YOUR INSTRUCTIONS.
From the data underneath, reproduce exactly the stretch that begins at the line with "filename crates/catalog/src/category.rs" and ends after the line with "the lot source.".

(Dataset entries)
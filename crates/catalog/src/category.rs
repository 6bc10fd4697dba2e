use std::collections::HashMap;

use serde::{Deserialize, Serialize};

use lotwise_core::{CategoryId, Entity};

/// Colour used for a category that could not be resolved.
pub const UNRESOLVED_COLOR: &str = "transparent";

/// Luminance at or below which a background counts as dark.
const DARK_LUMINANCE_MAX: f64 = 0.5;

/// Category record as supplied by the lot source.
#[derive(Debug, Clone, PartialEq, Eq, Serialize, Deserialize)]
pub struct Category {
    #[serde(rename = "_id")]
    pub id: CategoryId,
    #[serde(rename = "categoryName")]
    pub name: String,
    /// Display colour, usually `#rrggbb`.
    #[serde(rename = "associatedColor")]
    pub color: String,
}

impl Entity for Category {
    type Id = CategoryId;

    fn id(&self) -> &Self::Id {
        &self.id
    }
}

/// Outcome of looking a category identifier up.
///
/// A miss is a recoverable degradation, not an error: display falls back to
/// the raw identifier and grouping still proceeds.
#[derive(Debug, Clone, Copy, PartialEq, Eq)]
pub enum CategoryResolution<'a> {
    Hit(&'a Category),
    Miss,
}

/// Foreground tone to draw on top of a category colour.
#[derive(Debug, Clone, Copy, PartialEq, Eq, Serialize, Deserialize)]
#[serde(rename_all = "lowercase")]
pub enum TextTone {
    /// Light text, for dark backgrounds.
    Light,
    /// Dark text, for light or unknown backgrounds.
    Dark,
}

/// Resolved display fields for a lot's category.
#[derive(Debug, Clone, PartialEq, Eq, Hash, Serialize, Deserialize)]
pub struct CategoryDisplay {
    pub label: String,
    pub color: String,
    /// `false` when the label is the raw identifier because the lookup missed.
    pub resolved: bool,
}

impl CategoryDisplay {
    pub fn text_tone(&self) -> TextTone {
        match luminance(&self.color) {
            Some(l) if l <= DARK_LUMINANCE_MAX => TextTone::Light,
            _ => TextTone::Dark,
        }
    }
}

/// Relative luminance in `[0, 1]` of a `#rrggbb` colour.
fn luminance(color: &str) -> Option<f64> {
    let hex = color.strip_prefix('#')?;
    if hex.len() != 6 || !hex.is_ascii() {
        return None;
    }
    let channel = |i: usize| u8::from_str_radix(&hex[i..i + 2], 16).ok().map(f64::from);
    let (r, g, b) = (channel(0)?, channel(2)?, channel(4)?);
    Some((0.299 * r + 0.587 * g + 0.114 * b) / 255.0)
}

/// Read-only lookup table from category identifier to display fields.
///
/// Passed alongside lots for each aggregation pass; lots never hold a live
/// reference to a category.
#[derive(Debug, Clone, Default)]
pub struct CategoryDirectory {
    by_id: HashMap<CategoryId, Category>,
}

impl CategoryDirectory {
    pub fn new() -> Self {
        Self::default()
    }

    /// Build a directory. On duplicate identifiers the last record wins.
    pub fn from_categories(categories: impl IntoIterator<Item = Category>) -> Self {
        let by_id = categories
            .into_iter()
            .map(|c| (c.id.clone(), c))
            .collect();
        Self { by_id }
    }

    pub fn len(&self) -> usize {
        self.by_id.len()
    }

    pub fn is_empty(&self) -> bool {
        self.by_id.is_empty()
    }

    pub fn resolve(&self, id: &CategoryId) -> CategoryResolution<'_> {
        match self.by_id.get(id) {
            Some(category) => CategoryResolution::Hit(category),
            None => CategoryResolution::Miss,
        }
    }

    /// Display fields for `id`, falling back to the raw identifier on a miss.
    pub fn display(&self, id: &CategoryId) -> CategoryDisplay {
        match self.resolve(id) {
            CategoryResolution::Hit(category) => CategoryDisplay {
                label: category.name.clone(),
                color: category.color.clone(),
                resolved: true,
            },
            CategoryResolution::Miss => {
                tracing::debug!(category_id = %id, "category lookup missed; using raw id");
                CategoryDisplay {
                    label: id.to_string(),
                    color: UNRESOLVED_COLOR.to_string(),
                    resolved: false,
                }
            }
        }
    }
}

---

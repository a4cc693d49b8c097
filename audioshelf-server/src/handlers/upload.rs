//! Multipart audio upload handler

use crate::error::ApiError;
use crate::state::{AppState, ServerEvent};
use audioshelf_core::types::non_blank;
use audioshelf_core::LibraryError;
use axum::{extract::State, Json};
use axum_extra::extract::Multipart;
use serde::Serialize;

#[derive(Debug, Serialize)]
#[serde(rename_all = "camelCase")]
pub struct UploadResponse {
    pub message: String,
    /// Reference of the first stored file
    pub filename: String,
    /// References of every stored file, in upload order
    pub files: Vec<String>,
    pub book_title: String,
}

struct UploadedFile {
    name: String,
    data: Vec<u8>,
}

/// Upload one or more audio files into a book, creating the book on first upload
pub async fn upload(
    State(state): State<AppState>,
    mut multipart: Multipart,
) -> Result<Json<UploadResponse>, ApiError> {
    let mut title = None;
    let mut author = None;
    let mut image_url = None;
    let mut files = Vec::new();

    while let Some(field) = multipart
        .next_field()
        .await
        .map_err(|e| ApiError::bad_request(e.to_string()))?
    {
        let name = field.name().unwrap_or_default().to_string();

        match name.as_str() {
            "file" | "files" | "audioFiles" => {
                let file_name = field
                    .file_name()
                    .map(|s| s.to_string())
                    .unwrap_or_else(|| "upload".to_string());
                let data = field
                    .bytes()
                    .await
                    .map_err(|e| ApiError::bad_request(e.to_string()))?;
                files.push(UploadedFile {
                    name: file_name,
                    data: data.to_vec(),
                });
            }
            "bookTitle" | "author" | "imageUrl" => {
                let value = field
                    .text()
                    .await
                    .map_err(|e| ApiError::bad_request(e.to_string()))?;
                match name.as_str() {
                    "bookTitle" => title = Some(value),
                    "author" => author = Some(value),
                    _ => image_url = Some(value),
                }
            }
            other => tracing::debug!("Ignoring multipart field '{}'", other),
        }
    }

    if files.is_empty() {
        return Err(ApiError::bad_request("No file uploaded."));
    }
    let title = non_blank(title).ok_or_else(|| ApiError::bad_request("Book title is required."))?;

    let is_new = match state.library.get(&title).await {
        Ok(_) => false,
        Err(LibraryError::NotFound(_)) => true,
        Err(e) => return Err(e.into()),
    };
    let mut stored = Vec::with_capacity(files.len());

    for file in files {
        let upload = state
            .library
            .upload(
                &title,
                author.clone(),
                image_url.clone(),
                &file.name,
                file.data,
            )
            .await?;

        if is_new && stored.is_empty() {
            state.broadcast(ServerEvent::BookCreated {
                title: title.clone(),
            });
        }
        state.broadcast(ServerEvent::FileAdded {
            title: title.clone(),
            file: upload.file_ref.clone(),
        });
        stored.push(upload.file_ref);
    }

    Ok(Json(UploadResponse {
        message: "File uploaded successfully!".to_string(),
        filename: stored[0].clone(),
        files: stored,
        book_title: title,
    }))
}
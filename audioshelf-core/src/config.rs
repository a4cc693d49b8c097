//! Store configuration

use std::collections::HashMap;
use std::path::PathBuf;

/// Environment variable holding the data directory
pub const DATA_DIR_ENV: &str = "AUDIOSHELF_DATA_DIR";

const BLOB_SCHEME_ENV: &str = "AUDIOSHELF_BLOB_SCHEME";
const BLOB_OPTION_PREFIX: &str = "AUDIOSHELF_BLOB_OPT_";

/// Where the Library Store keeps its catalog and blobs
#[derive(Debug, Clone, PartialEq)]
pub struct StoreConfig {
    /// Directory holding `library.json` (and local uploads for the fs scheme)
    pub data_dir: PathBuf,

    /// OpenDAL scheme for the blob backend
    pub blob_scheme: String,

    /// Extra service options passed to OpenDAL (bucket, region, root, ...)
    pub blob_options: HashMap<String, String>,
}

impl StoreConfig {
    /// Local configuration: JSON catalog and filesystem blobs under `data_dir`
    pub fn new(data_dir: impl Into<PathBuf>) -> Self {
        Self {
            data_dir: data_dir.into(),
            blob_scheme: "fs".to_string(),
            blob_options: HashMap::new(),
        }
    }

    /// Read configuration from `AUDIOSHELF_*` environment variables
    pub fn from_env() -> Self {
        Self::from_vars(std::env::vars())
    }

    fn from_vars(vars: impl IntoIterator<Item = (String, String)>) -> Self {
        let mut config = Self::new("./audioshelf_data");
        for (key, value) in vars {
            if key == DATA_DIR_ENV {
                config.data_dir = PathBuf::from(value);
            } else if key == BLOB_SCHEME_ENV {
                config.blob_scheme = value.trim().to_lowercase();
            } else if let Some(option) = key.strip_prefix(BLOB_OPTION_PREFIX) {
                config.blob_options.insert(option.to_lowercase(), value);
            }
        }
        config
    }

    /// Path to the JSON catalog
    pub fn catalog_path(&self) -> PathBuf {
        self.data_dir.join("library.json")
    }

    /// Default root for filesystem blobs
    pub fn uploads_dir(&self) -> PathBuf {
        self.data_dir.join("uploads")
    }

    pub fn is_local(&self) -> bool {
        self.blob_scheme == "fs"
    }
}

ANSWER FOR THIS EXERCISE.
filename crates/catalog/src/category.rs
repository 6bc10fd4697dba2e
use std::collections::HashMap;

use serde::{Deserialize, Serialize};

use lotwise_core::{CategoryId, Entity};

/// Colour used for a category that could not be resolved.
pub const UNRESOLVED_COLOR: &str = "transparent";

/// Luminance at or below which a background counts as dark.
const DARK_LUMINANCE_MAX: f64 = 0.5;

/// Category record as supplied by the lot source.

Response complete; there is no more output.